Submergés par la marée de désinformation qui déferle sur les réseaux sociaux et confrontés à une érosion progressive de la confiance du public, les médias marocains sont sommés de renouer avec leurs fondamentaux éthiques. Un séminaire organisé la semaine dernière par le Conseil national de la presse (CNP) à Casablanca émerge comme un moment charnière, promettant une réflexion collective audacieuse, malgré quelques absences significatives qui en nuancent la portée.
«Un journalisme sans éthique devient une presse commerciale dévalorisée, une presse de chantage et de diffamation», a indiqué à cette occasion Younes Mjahed, président de l’instance provisoire de gestion du secteur de la presse. Ce qui frappe, cependant, c’est l’absence du Syndicat national de la presse marocaine (SNPM), la plus ancienne corporation regroupant de nombreux journalistes, qui avait pourtant réussi à accéder à la représentation du Conseil national de la presse. Ironie du sort, ce syndicat avait été le premier, il y a deux décennies déjà, à lancer le débat sur la déontologie journalistique en créant l’Instance nationale indépendante pour l’éthique de la profession.
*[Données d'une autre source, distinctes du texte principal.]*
//! Capabilities the resize engine consumes from its host.
//!
//! The engine never lays anything out itself. It asks the host how tall the
//! panel currently is, tells sizing surfaces which progress to show, and
//! reports the final outcome back.

use collapse_foundation::ViewConfiguration;
use smallvec::SmallVec;

use crate::progress::ResizeOrigin;

/// Anything that can animate between its collapsed and expanded size.
pub trait SizingSurface {
    /// Shows the surface at `progress`, where 0.0 is fully collapsed and 1.0
    /// fully expanded. Must be absolute: repeating a value changes nothing.
    fn animate(&mut self, progress: f32);

    /// Extent in pixels when fully collapsed.
    fn min_extent(&self) -> i32;

    /// Extent in pixels the surface grows by between collapsed and expanded.
    fn full_extent(&self) -> i32;
}

/// The panel being resized.
pub trait HostSurface {
    /// Extent the panel currently occupies in its parent, in pixels.
    fn occupied_extent(&self) -> i32;

    fn request_relayout(&mut self);

    fn schedule_redraw(&mut self);

    /// Input thresholds, usually the platform defaults.
    fn view_configuration(&self) -> ViewConfiguration {
        ViewConfiguration::default()
    }
}

/// Which layout the panel's grid is showing.
#[derive(Clone, Copy, Debug, PartialEq, Eq, Hash)]
pub enum PanelMode {
    /// A single row (the active week).
    Compact,
    /// Every row (the whole month).
    Expanded,
}

/// The panel's own view-mode state.
pub trait GridModel {
    fn current_mode(&self) -> PanelMode;

    /// Toggles between [`PanelMode::Compact`] and [`PanelMode::Expanded`].
    fn switch_mode(&mut self);

    /// Index of the row that stays visible in compact mode.
    fn active_row_index(&self) -> usize;

    /// Rebuilds the row surfaces for the current mode.
    fn rebuild_rows(&mut self);
}

/// Everything a resize gesture needs from the panel.
pub trait ResizeHost: HostSurface + GridModel {
    /// Surfaces to animate for a gesture starting at `origin`.
    ///
    /// Called once per gesture, after the grid was switched to its expanded
    /// layout, so every row to animate already exists.
    fn resize_targets(&mut self, origin: ResizeOrigin, active_index: usize) -> ResizeTargets;

    /// Commits the outcome of a finished gesture, typically by settling the
    /// grid in the matching mode and dropping interim animation state.
    fn finish_resize(&mut self, outcome: ResizeOutcome);
}

/// Ordered secondary surfaces that follow the primary surface's progress.
#[derive(Default)]
pub struct AnimatableSet {
    surfaces: SmallVec<[Box<dyn SizingSurface>; 4]>,
}

impl AnimatableSet {
    pub fn new() -> Self {
        Self::default()
    }

    pub fn push(&mut self, surface: impl SizingSurface + 'static) {
        self.surfaces.push(Box::new(surface));
    }

    pub fn push_boxed(&mut self, surface: Box<dyn SizingSurface>) {
        self.surfaces.push(surface);
    }

    pub fn len(&self) -> usize {
        self.surfaces.len()
    }

    pub fn is_empty(&self) -> bool {
        self.surfaces.is_empty()
    }

    /// Animates every surface to `progress` in insertion order.
    pub fn animate_all(&mut self, progress: f32) {
        for surface in self.surfaces.iter_mut() {
            surface.animate(progress);
        }
    }
}

impl std::fmt::Debug for AnimatableSet {
    fn fmt(&self, f: &mut std::fmt::Formatter<'_>) -> std::fmt::Result {
        f.debug_struct("AnimatableSet")
            .field("len", &self.surfaces.len())
            .finish()
    }
}

impl FromIterator<Box<dyn SizingSurface>> for AnimatableSet {
    fn from_iter<I: IntoIterator<Item = Box<dyn SizingSurface>>>(iter: I) -> Self {
        Self {
            surfaces: iter.into_iter().collect(),
        }
    }
}

/// The surfaces a single gesture animates.
pub struct ResizeTargets {
    /// Drives the panel's extent and defines the gesture's pixel range.
    pub primary: Box<dyn SizingSurface>,
    pub secondary: AnimatableSet,
}

impl ResizeTargets {
    pub fn new(primary: impl SizingSurface + 'static) -> Self {
        Self {
            primary: Box::new(primary),
            secondary: AnimatableSet::new(),
        }
    }

    pub fn with_secondary(mut self, surface: impl SizingSurface + 'static) -> Self {
        self.secondary.push(surface);
        self
    }
}

impl std::fmt::Debug for ResizeTargets {
    fn fmt(&self, f: &mut std::fmt::Formatter<'_>) -> std::fmt::Result {
        f.debug_struct("ResizeTargets")
            .field("primary_min_extent", &self.primary.min_extent())
            .field("primary_full_extent", &self.primary.full_extent())
            .field("secondary", &self.secondary)
            .finish()
    }
}

/// How a gesture ended.
#[derive(Clone, Copy, Debug, PartialEq, Eq)]
pub struct ResizeOutcome {
    pub origin: ResizeOrigin,
    pub active_index: usize,
    pub expanded: bool,
}

impl ResizeOutcome {
    /// Mode the panel should be committed to.
    pub fn mode(&self) -> PanelMode {
        if self.expanded {
            PanelMode::Expanded
        } else {
            PanelMode::Compact
        }
    }
}
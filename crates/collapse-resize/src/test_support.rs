//! Fake calendar panel for unit tests.

use std::cell::{Cell, RefCell};
use std::rc::Rc;

use collapse_foundation::ViewConfiguration;

use crate::progress::ResizeOrigin;
use crate::surface::{
    GridModel, HostSurface, PanelMode, ResizeHost, ResizeOutcome, ResizeTargets, SizingSurface,
};

type AnimationLog = Rc<RefCell<Vec<(usize, f32)>>>;

/// Surface whose extent is `min + full * progress`, written to a shared cell.
pub(crate) struct FakeSurface {
    id: usize,
    min: i32,
    full: i32,
    height: Rc<Cell<i32>>,
    log: AnimationLog,
}

impl SizingSurface for FakeSurface {
    fn animate(&mut self, progress: f32) {
        self.height
            .set(self.min + (self.full as f32 * progress).round() as i32);
        self.log.borrow_mut().push((self.id, progress));
    }

    fn min_extent(&self) -> i32 {
        self.min
    }

    fn full_extent(&self) -> i32 {
        self.full
    }
}

/// Panel with a week row of `min` pixels that grows by `full` pixels when
/// showing the whole month.
pub(crate) struct FakePanel {
    pub(crate) mode: PanelMode,
    pub(crate) active_row: usize,
    pub(crate) config: ViewConfiguration,
    pub(crate) relayouts: usize,
    pub(crate) redraws: usize,
    pub(crate) mode_switches: usize,
    pub(crate) rows_rebuilt: usize,
    pub(crate) targets_built: usize,
    pub(crate) outcomes: Vec<ResizeOutcome>,
    min: i32,
    full: i32,
    secondary_rows: usize,
    height: Rc<Cell<i32>>,
    log: AnimationLog,
}

impl FakePanel {
    pub(crate) fn compact(min: i32, full: i32) -> Self {
        Self::with_mode(PanelMode::Compact, min, full, min)
    }

    pub(crate) fn expanded(min: i32, full: i32) -> Self {
        Self::with_mode(PanelMode::Expanded, min, full, min + full)
    }

    fn with_mode(mode: PanelMode, min: i32, full: i32, height: i32) -> Self {
        Self {
            mode,
            active_row: 2,
            config: ViewConfiguration::default(),
            relayouts: 0,
            redraws: 0,
            mode_switches: 0,
            rows_rebuilt: 0,
            targets_built: 0,
            outcomes: Vec::new(),
            min,
            full,
            secondary_rows: 0,
            height: Rc::new(Cell::new(height)),
            log: Rc::new(RefCell::new(Vec::new())),
        }
    }

    pub(crate) fn with_secondary_rows(mut self, rows: usize) -> Self {
        self.secondary_rows = rows;
        self
    }

    pub(crate) fn height(&self) -> i32 {
        self.height.get()
    }

    /// Distance from the collapsed extent.
    pub(crate) fn progress_px(&self) -> i32 {
        self.height.get() - self.min
    }

    /// Every `(surface id, progress)` animated so far; the primary is id 0.
    pub(crate) fn animations(&self) -> Vec<(usize, f32)> {
        self.log.borrow().clone()
    }

    fn surface(&self, id: usize, height: Rc<Cell<i32>>) -> FakeSurface {
        FakeSurface {
            id,
            min: self.min,
            full: self.full,
            height,
            log: Rc::clone(&self.log),
        }
    }
}

impl HostSurface for FakePanel {
    fn occupied_extent(&self) -> i32 {
        self.height.get()
    }

    fn request_relayout(&mut self) {
        self.relayouts += 1;
    }

    fn schedule_redraw(&mut self) {
        self.redraws += 1;
    }

    fn view_configuration(&self) -> ViewConfiguration {
        self.config
    }
}

impl GridModel for FakePanel {
    fn current_mode(&self) -> PanelMode {
        self.mode
    }

    fn switch_mode(&mut self) {
        self.mode_switches += 1;
        self.mode = match self.mode {
            PanelMode::Compact => PanelMode::Expanded,
            PanelMode::Expanded => PanelMode::Compact,
        };
    }

    fn active_row_index(&self) -> usize {
        self.active_row
    }

    fn rebuild_rows(&mut self) {
        self.rows_rebuilt += 1;
    }
}

impl ResizeHost for FakePanel {
    fn resize_targets(&mut self, _origin: ResizeOrigin, _active_index: usize) -> ResizeTargets {
        self.targets_built += 1;
        let mut targets = ResizeTargets::new(self.surface(0, Rc::clone(&self.height)));
        for id in 1..=self.secondary_rows {
            let row = self.surface(id, Rc::new(Cell::new(self.min)));
            targets = targets.with_secondary(row);
        }
        targets
    }

    fn finish_resize(&mut self, outcome: ResizeOutcome) {
        self.mode = outcome.mode();
        self.outcomes.push(outcome);
    }
}
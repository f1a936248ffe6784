//! Infrastructure layer with external service adapters.

/// Application configuration.
pub mod config;
/// Image download.
pub mod image;
/// Mastodon REST and streaming clients.
pub mod mastodon;

pub use config::{AppConfig, CliArgs, ConfigError, ConfigLoader, LogLevel, ServerConfig};
pub use image::HttpImageDownloader;
pub use mastodon::{MastodonClient, StreamingClient};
Des professions unies par des valeurs communes
Par ailleurs, il faut le dire, dans une société où l’information circule à vitesse exponentielle, les journalistes ne sont pas les seuls à faire face à des dilemmes éthiques. Juges, avocats et médecins partagent des préoccupations similaires : indépendance, responsabilité, protection du public et maintien de la confiance. «Chaque profession possède ses propres règles déontologiques, car elle sert l’intérêt général et non seulement ses membres», a rappelé M. Mjahed. Cette vision transcende les frontières professionnelles et pose les bases d’une réflexion collective sur l’éthique. La rencontre a permis de mettre en lumière les points communs entre ces différentes instances professionnelles, mais également leurs spécificités et les enseignements que les journalistes peuvent en tirer.
La commission temporaire chargée de la gestion du secteur de la presse a été déterminée à tirer parti de ces échanges pour proposer une refonte du cadre juridique et éthique du journalisme marocain en focalisant sur une série de recommandations présentées comme issue du séminaire (lire un résumé des 14 recommandations dans l’encadré ci-contre).
Ce colloque intervient donc à un moment charnière pour la presse marocaine, confrontée à des défis majeurs : transformation numérique, concurrence des réseaux sociaux, crise du modèle économique... Dans ce contexte, l’éthique apparaît non pas comme une contrainte, mais comme un atout différenciant pour reconquérir la confiance du public.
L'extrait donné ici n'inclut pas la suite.